Sarah’s research involves working collaboratively with performers on the aesthetic and analytical questions that emerge from rehearsal and performance. She works with doctoral and master’s students on their practice-driven research, both supervising projects and overseeing seminars, and she also has a research interest in the relationship between artistic research and the educational environment. She is a member of the steering committee for ‘Doctors in Performance’, an organisation that champions the work of student and newly graduated performer-researchers across Europe through biennial conferences. She also has extensive experience as a programme external examiner within the Conservatoire sector across the UK.

Sarah has developed a range of research projects with colleagues in recent years, including an exploration of the idea of ‘creative resistance’ in performance, investigating the instinct of composers and performers to work ‘against’ their materials and how difficulties can become tools for invention. This project emerged initially from seminars for Doctoral students and staff at the Academy, which Sarah oversees, an environment which brings composers and performers together to work on practice-led research. The project also encompassed materials developed with the Kreutzer Quartet on Brahms’ string quartets.

Sarah is also involved in a project with pianist Daniel-Ben Pienaar, examining the impact of focussed programming strategies on preparation and performance. For example, they have explored how the programming of cycles of works can shape the process of rehearsal and delivery, including how experiencing cycles of works might relate to that of an art exhibition. Sarah has explored programming from a number of perspectives, a feature of her supervisory work as well as her research.

As well as projects on performance processes, Sarah is interested in the place of artistic research in education at both master's and doctoral levels, an issue which is important in her teaching. She has explored the relationship between the demands of traditional research and those of artistry and how the two can combine in practice-led PhDs as well as within a masters-level environment. Her work on practice-led PhDs has focused particularly on the role of personal experience and how the self can be positioned within the research process.

Sarah’s doctoral thesis (1994) was funded by the British Academy and explored Brahms’s middle-period works, borrowing methodology from semiotic analysis in order to explore the nature of theme and structure in his music. Since then, her interests have become increasingly filtered through her engagement with the performance-led research environment at the Academy, although she retains a special interest in the music of Brahms.

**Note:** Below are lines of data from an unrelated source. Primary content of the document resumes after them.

//! Minimal ABIs for the contracts the workflow touches.

pub const TEST_TOKEN_ABI: &str = r#"[
    {"inputs":[{"internalType":"address","name":"to","type":"address"},{"internalType":"uint256","name":"amount","type":"uint256"}],"name":"mint","outputs":[],"stateMutability":"payable","type":"function"},
    {"inputs":[{"internalType":"address","name":"owner","type":"address"}],"name":"balanceOf","outputs":[{"internalType":"uint256","name":"","type":"uint256"}],"stateMutability":"view","type":"function"}
]"#;

pub const SWAP_ROUTER_ABI: &str = r#"[
    {
        "inputs": [
            {
                "components": [
                    {"internalType":"address","name":"tokenIn","type":"address"},
                    {"internalType":"address","name":"tokenOut","type":"address"},
                    {"internalType":"uint24","name":"fee","type":"uint24"},
                    {"internalType":"address","name":"recipient","type":"address"},
                    {"internalType":"uint256","name":"amountIn","type":"uint256"},
                    {"internalType":"uint256","name":"amountOutMinimum","type":"uint256"},
                    {"internalType":"uint160","name":"sqrtPriceLimitX96","type":"uint160"}
                ],
                "internalType": "struct ExactInputSingleParams",
                "name": "params",
                "type": "tuple"
            }
        ],
        "name": "exactInputSingle",
        "outputs": [{"internalType":"uint256","name":"amountOut","type":"uint256"}],
        "stateMutability": "payable",
        "type": "function"
    }
]"#;

#[cfg(test)]
mod tests {
    use super::*;
    use ethers::abi::Abi;

    #[test]
    fn abis_parse() {
        let token: Abi = serde_json::from_str(TEST_TOKEN_ABI).unwrap();
        assert!(token.function("mint").is_ok());
        assert!(token.function("balanceOf").is_ok());

        let router: Abi = serde_json::from_str(SWAP_ROUTER_ABI).unwrap();
        let swap = router.function("exactInputSingle").unwrap();
        assert_eq!(swap.inputs.len(), 1);
    }
}
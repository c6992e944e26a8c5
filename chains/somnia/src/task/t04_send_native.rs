use crate::task::{Task, TaskContext, TaskResult};
use anyhow::Result;
use async_trait::async_trait;
use ethers::types::Address;

/// Sends a small native amount to a throwaway address.
#[derive(Debug, Clone)]
pub struct SendNativeTask {
    to: Address,
    amount: String,
    index: u32,
    total: u32,
}

impl SendNativeTask {
    pub fn new(to: Address, amount: String, index: u32, total: u32) -> Self {
        Self {
            to,
            amount,
            index,
            total,
        }
    }
}

#[async_trait]
impl Task<TaskContext> for SendNativeTask {
    fn name(&self) -> &str {
        "05_sendNative"
    }

    async fn run(&self, ctx: TaskContext) -> Result<TaskResult> {
        let tx_hash = ctx.chain.send_native(self.to, &self.amount).await?;
        Ok(ctx.confirmed(
            format!(
                "Send {}/{} {} STT to {:?}",
                self.index, self.total, self.amount, self.to
            ),
            tx_hash,
        ))
    }
}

Sarah has supervised multiple doctorates to completion, both as primary supervisor (performers) and secondary supervisor (composers). A particular area of interest has been the nature and execution of live concerts, including an exploration (conceptual and practical) of performance space and the untapped potential of empty spaces; an exploration of the nature of a performer’s relationship with their audiences, focusing on programme design and spoken materials; and an investigation of violin miniatures and their potential within mainstream programming, both live and recorded.

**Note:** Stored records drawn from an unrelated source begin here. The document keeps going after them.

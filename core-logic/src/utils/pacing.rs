use async_trait::async_trait;
use std::time::Duration;

/// Suspension point used for every deliberate delay in a workflow.
///
/// Production code sleeps on the tokio timer; tests swap in a pacer that
/// returns immediately so full workflows run in milliseconds.
#[async_trait]
pub trait Pacer: Send + Sync {
    async fn pause(&self, duration: Duration);
}

#[derive(Debug, Default, Clone, Copy)]
pub struct TokioPacer;

#[async_trait]
impl Pacer for TokioPacer {
    async fn pause(&self, duration: Duration) {
        if !duration.is_zero() {
            tokio::time::sleep(duration).await;
        }
    }
}

/// Pacer that never sleeps and remembers every requested pause.
#[cfg(any(test, feature = "testing"))]
#[derive(Debug, Default)]
pub struct RecordingPacer {
    pauses: std::sync::Mutex<Vec<Duration>>,
}

#[cfg(any(test, feature = "testing"))]
impl RecordingPacer {
    pub fn new() -> Self {
        Self::default()
    }

    pub fn pauses(&self) -> Vec<Duration> {
        self.pauses
            .lock()
            .map(|p| p.clone())
            .unwrap_or_default()
    }
}

#[cfg(any(test, feature = "testing"))]
#[async_trait]
impl Pacer for RecordingPacer {
    async fn pause(&self, duration: Duration) {
        if let Ok(mut pauses) = self.pauses.lock() {
            pauses.push(duration);
        }
        tokio::task::yield_now().await;
    }
}
use anyhow::{Context, Result};
use core_logic::{ProxyConfig, ProxyManager, WalletKey};
use ethers::prelude::*;

/// One entry of the dispatch queue: the raw key at its file position plus the
/// proxy picked for that position.
#[derive(Debug, Clone)]
pub struct QueuedWallet {
    pub position: usize,
    pub key: WalletKey,
    pub proxy: Option<ProxyConfig>,
    pub proxy_index: Option<usize>,
}

impl QueuedWallet {
    /// `[P:003]` style id for logs; never includes the proxy URL or credentials.
    pub fn proxy_id(&self) -> String {
        self.proxy_index
            .map(|i| format!("{:03}", i + 1))
            .unwrap_or_else(|| "DIR".to_string())
    }
}

/// Pairs every key with the proxy at `position mod proxies.len()`.
pub fn build_queue(keys: Vec<WalletKey>, proxies: &[ProxyConfig]) -> Vec<QueuedWallet> {
    keys.into_iter()
        .enumerate()
        .map(|(position, key)| QueuedWallet {
            position,
            key,
            proxy: ProxyManager::assign(proxies, position).cloned(),
            proxy_index: (!proxies.is_empty()).then(|| position % proxies.len()),
        })
        .collect()
}

/// A signing wallet and its address.
#[derive(Debug, Clone)]
pub struct Identity {
    pub position: usize,
    pub wallet: LocalWallet,
}

impl Identity {
    pub fn from_key(position: usize, key: &WalletKey) -> Result<Self> {
        let hex = key
            .validated()
            .with_context(|| format!("Private key #{} is malformed", position + 1))?;
        let wallet = hex
            .parse::<LocalWallet>()
            .with_context(|| format!("Private key #{} is not a valid secp256k1 key", position + 1))?;
        Ok(Self { position, wallet })
    }

    pub fn address(&self) -> Address {
        self.wallet.address()
    }
}
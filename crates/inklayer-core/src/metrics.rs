//! Conflict metrics readout for observability.
//!
//! Sampled by the UI on a fixed interval; has no effect on drawing or sync.

use serde::Serialize;
use std::time::{Duration, Instant};

/// Default interval between metric samples.
pub const DEFAULT_METRICS_INTERVAL_MS: u64 = 200;

/// Point-in-time view of synchronization pressure.
#[derive(Debug, Clone, Copy, PartialEq, Eq, Default, Serialize)]
#[serde(rename_all = "camelCase")]
pub struct ConflictMetrics {
    /// Inbound events held back while the surface restores.
    pub pending_events: usize,
    /// Strokes currently open across all authors.
    pub buffered_strokes: usize,
    /// Monotonic count of events sent and applied.
    pub logical_clock: u64,
}

/// Emits a metrics sample at most once per interval.
#[derive(Debug, Clone)]
pub struct MetricsSampler {
    interval: Duration,
    last_sample: Option<Instant>,
}

impl MetricsSampler {
    pub fn new(interval: Duration) -> Self {
        Self {
            interval,
            last_sample: None,
        }
    }

    /// Check if enough time has passed for another sample.
    pub fn should_sample(&self, now: Instant) -> bool {
        match self.last_sample {
            Some(last) => now.saturating_duration_since(last) >= self.interval,
            None => true,
        }
    }

    /// Return `current` if a sample is due, recording the sample time.
    pub fn poll(&mut self, now: Instant, current: ConflictMetrics) -> Option<ConflictMetrics> {
        if !self.should_sample(now) {
            return None;
        }
        self.last_sample = Some(now);
        Some(current)
    }

    pub fn interval(&self) -> Duration {
        self.interval
    }
}

impl Default for MetricsSampler {
    fn default() -> Self {
        Self::new(Duration::from_millis(DEFAULT_METRICS_INTERVAL_MS))
    }
}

She has also supervised projects on undocumented performing traditions, including an exploration of the Israeli pianist and pedagogue Pnina Salzman, who was a pupil of Alfred Cortot; an exploration of Chopin’s verbal markings in his works for/with piano, including a complete catalogue; and a study of the concept of Zwischenfach, its role in vocal categorisation and its potential impact on the experience of young singers. As a secondary supervisor, Sarah has worked with many composers on a wide range of projects, helping them to develop the conceptual framing of their work and assisting with their written submissions. She welcomes project proposals from performers on all aspects of programming and concert-giving and on undocumented performance traditions.

Selected Publications

Callis, Sarah and Neil Heyde. “’Mind the gaps’: Exploring models for positioning the researcher in doctorates in music performance.” In The Routledge Companion to Music, Autoethnography and Reflexivity, edited by Peter Gouzouasis and Christopher Wiley. Abingdon; New York: Routledge, 2024

Callis, Sarah and David Gorton. “Combining Artistic Practice with Professional Practice: Developing Artistic Research Projects within 2nd Cycle Studies in Music.” Paper presented at the European Platform for Artistic Research in Music, Royal Danish Academy of Music, Copenhagen, April 2023.

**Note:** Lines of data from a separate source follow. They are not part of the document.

//! InkLayer WebSocket Relay Server
//!
//! Fans drawing events out to every other peer in the same room. The relay
//! never looks at pixels; it only tracks who is in which room.
//!
//! ## Protocol
//!
//! Every frame is a JSON envelope:
//! ```json
//! { "event": "join-room", "roomId": "lobby", "authorId": "<uuid>", "userId": "<uuid>", "username": "Alice", "color": "#e63946" }
//! { "event": "drawing", "roomId": "lobby", "authorId": "<uuid>", "type": "move", "pos": { "x": 10, "y": 20 }, ... }
//! ```
//!
//! On join the relay answers with `users-update` (and `username-assigned` if
//! the name was taken) and tells the rest of the room `user-joined`. Relay
//! frames carry the author id `"relay"`.

mod rooms;

use axum::{
    Json, Router,
    extract::{
        State,
        ws::{Message, WebSocket, WebSocketUpgrade},
    },
    response::IntoResponse,
    routing::get,
};
use futures_util::{SinkExt, StreamExt, stream::SplitSink};
use inklayer_core::protocol::RELAY_AUTHOR_ID;
use inklayer_core::{Envelope, WireEvent};
use rooms::{RoomFrame, RoomRegistry};
use std::{net::SocketAddr, sync::Arc};
use tokio::sync::broadcast::{self, error::RecvError};
use tower_http::{cors::CorsLayer, trace::TraceLayer};
use tracing::{debug, info, warn};
use uuid::Uuid;

const DEFAULT_ADDR: &str = "0.0.0.0:3030";

/// Shared application state
struct AppState {
    rooms: RoomRegistry,
}

/// Where a connection currently is.
struct Membership {
    conn_id: Uuid,
    room_id: String,
    user_id: String,
    rx: broadcast::Receiver<RoomFrame>,
}

type Sender = SplitSink<WebSocket, Message>;

#[tokio::main]
async fn main() -> std::io::Result<()> {
    tracing_subscriber::fmt()
        .with_env_filter(
            tracing_subscriber::EnvFilter::try_from_default_env()
                .unwrap_or_else(|_| "inklayer_server=info,tower_http=info".into()),
        )
        .init();

    let addr = listen_addr();
    let state = Arc::new(AppState {
        rooms: RoomRegistry::new(),
    });

    let app = Router::new()
        .route("/", get(index))
        .route("/ws", get(ws_handler))
        .route("/health", get(health))
        .layer(TraceLayer::new_for_http())
        .layer(CorsLayer::permissive())
        .with_state(state);

    info!("InkLayer relay server listening on {}", addr);
    info!("WebSocket endpoint: ws://{}/ws", addr);

    let listener = tokio::net::TcpListener::bind(addr).await?;
    axum::serve(listener, app).await
}

/// `INKLAYER_ADDR`, falling back to the default on absence or parse failure.
fn listen_addr() -> SocketAddr {
    let fallback = || DEFAULT_ADDR.parse().unwrap_or(SocketAddr::from(([0, 0, 0, 0], 3030)));
    match std::env::var("INKLAYER_ADDR") {
        Ok(raw) => raw.parse().unwrap_or_else(|e| {
            warn!("Ignoring invalid INKLAYER_ADDR {:?}: {}", raw, e);
            fallback()
        }),
        Err(_) => fallback(),
    }
}

/// Index page
async fn index() -> &'static str {
    "InkLayer Relay Server - Connect via WebSocket at /ws"
}

/// Health check with room counts
async fn health(State(state): State<Arc<AppState>>) -> impl IntoResponse {
    Json(state.rooms.stats())
}

/// WebSocket upgrade handler
async fn ws_handler(ws: WebSocketUpgrade, State(state): State<Arc<AppState>>) -> impl IntoResponse {
    ws.on_upgrade(move |socket| handle_socket(socket, state))
}

/// Handle a WebSocket connection
async fn handle_socket(socket: WebSocket, state: Arc<AppState>) {
    let conn_id = Uuid::new_v4();
    info!("New connection: {}", conn_id);

    let (mut sender, mut receiver) = socket.split();
    let mut membership: Option<Membership> = None;

    loop {
        tokio::select! {
            msg = receiver.next() => {
                match msg {
                    Some(Ok(Message::Text(text))) => {
                        if handle_frame(&state, &mut sender, &mut membership, conn_id, text.as_str()).await.is_err() {
                            break;
                        }
                    }
                    Some(Ok(Message::Close(_))) | None => break,
                    Some(Ok(_)) => {} // Ignore binary, ping and pong
                    Some(Err(e)) => {
                        warn!("WebSocket error for {}: {}", conn_id, e);
                        break;
                    }
                }
            }

            frame = async {
                match &mut membership {
                    Some(m) => Some(m.rx.recv().await),
                    None => std::future::pending().await,
                }
            } => {
                let Some(m) = &membership else { continue };
                match frame {
                    Some(Ok((from, json))) => {
                        // Don't echo back to sender
                        if from != m.user_id && send_text(&mut sender, json).await.is_err() {
                            break;
                        }
                    }
                    Some(Err(RecvError::Lagged(skipped))) => {
                        warn!("{} fell behind and missed {} frames", m.user_id, skipped);
                    }
                    Some(Err(RecvError::Closed)) | None => {
                        membership = None;
                    }
                }
            }
        }
    }

    if let Some(m) = membership {
        leave(&state, &m);
    }
    info!("Connection closed: {}", conn_id);
}

/// Apply one client frame. `Err` means the socket is gone.
async fn handle_frame(
    state: &AppState,
    sender: &mut Sender,
    membership: &mut Option<Membership>,
    conn_id: Uuid,
    text: &str,
) -> Result<(), axum::Error> {
    let mut envelope = match Envelope::parse(text) {
        Ok(envelope) => envelope,
        Err(e) => {
            warn!("Invalid message: {}", e);
            let room_id = membership.as_ref().map(|m| m.room_id.clone()).unwrap_or_default();
            return send_error(sender, &room_id, format!("Invalid message: {}", e)).await;
        }
    };

    if let WireEvent::JoinRoom {
        user_id,
        username,
        color,
    } = &envelope.event
    {
        if let Some(old) = membership.take() {
            leave(state, &old);
        }
        let room_id = envelope.room_id.clone();
        let joined = state.rooms.join(&room_id, conn_id, user_id, username, *color);
        info!("{} joined room {} as {}", user_id, room_id, joined.member.username);

        if joined.renamed {
            let assigned = WireEvent::UsernameAssigned {
                username: joined.member.username.clone(),
            };
            send_event(sender, &room_id, assigned).await?;
        }
        send_event(sender, &room_id, WireEvent::UsersUpdate { users: joined.users }).await?;

        let announce = WireEvent::UserJoined {
            user_id: joined.member.user_id.clone(),
            username: joined.member.username.clone(),
            color: joined.member.color,
        };
        broadcast_event(state, &room_id, user_id, announce);

        *membership = Some(Membership {
            conn_id,
            room_id,
            user_id: user_id.clone(),
            rx: joined.rx,
        });
        return Ok(());
    }

    let Some(m) = membership.as_ref() else {
        return send_error(sender, &envelope.room_id, "Join a room first".to_string()).await;
    };
    if is_relay_only(&envelope.event) {
        let message = format!("{} can only be sent by the relay", envelope.event.name());
        return send_error(sender, &m.room_id, message).await;
    }

    // Peers cannot speak for anyone else or outside their room.
    envelope.author_id = m.user_id.clone();
    envelope.room_id = m.room_id.clone();
    match envelope.to_json() {
        Ok(json) => {
            debug!("{} -> {}: {}", m.user_id, m.room_id, envelope.event.name());
            state.rooms.broadcast(&m.room_id, &m.user_id, json);
        }
        Err(e) => warn!("Failed to re-encode {}: {}", envelope.event.name(), e),
    }
    Ok(())
}

fn is_relay_only(event: &WireEvent) -> bool {
    matches!(
        event,
        WireEvent::UsersUpdate { .. }
            | WireEvent::UserJoined { .. }
            | WireEvent::UserLeft { .. }
            | WireEvent::UsernameAssigned { .. }
            | WireEvent::Error { .. }
    )
}

/// Announce a departure unless the user already rejoined elsewhere.
fn leave(state: &AppState, m: &Membership) {
    let Some(member) = state.rooms.leave(&m.room_id, m.conn_id, &m.user_id) else {
        debug!("{} on {} was superseded; not announcing", m.user_id, m.conn_id);
        return;
    };
    info!("{} left room {}", member.username, m.room_id);
    let left = WireEvent::UserLeft {
        user_id: member.user_id,
        username: Some(member.username),
    };
    broadcast_event(state, &m.room_id, &m.user_id, left);
}

fn broadcast_event(state: &AppState, room_id: &str, from: &str, event: WireEvent) {
    match Envelope::new(room_id, RELAY_AUTHOR_ID, event).to_json() {
        Ok(json) => state.rooms.broadcast(room_id, from, json),
        Err(e) => warn!("Failed to encode relay event: {}", e),
    }
}

async fn send_event(sender: &mut Sender, room_id: &str, event: WireEvent) -> Result<(), axum::Error> {
    match Envelope::new(room_id, RELAY_AUTHOR_ID, event).to_json() {
        Ok(json) => send_text(sender, json).await,
        Err(e) => {
            warn!("Failed to encode relay event: {}", e);
            Ok(())
        }
    }
}

async fn send_error(sender: &mut Sender, room_id: &str, message: String) -> Result<(), axum::Error> {
    send_event(sender, room_id, WireEvent::Error { message }).await
}

async fn send_text(sender: &mut Sender, json: String) -> Result<(), axum::Error> {
    sender.send(Message::Text(json.into())).await
}

#[cfg(test)]
mod tests {
    use super::*;

    #[test]
    fn test_relay_only_events() {
        assert!(is_relay_only(&WireEvent::UsernameAssigned {
            username: "x".to_string()
        }));
        assert!(!is_relay_only(&WireEvent::ClearCanvas {}));
        assert!(!is_relay_only(&WireEvent::RequestCanvasState {}));
    }
}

Callis, Sarah and Daniel-Ben Pienaar. “Preparing cycles as a creative strategy.” Paper presented at the European Platform for Artistic Research in Music, Royal Conservatoire Antwerp, Belgium, April 2017.

Callis, Sarah and Daniel-Ben Pienaar. “Anti-Programming: the cycle as Creative Catalyst.” Paper presented at the Performance Studies Network Conference, Bath Spa University, UK, July 2016.

Callis, Sarah et al. “Creative Resistance as a Performance Tool.” Music + Practice 2 (2015)

Callis, Sarah, Neil Heyde, and Olivia Sham. “Creative resistance: towards a performative understanding of ‘distributed creativity.’” Paper presented at the Performance Studies Network Conference, University of Cambridge, Cambridge UK, 2013.

Callis, Sarah. “Brahms op.51: a private or public pairing?” Paper presented at the “Brahms in the Home” Conference, Royal College of Music, London, October 2011.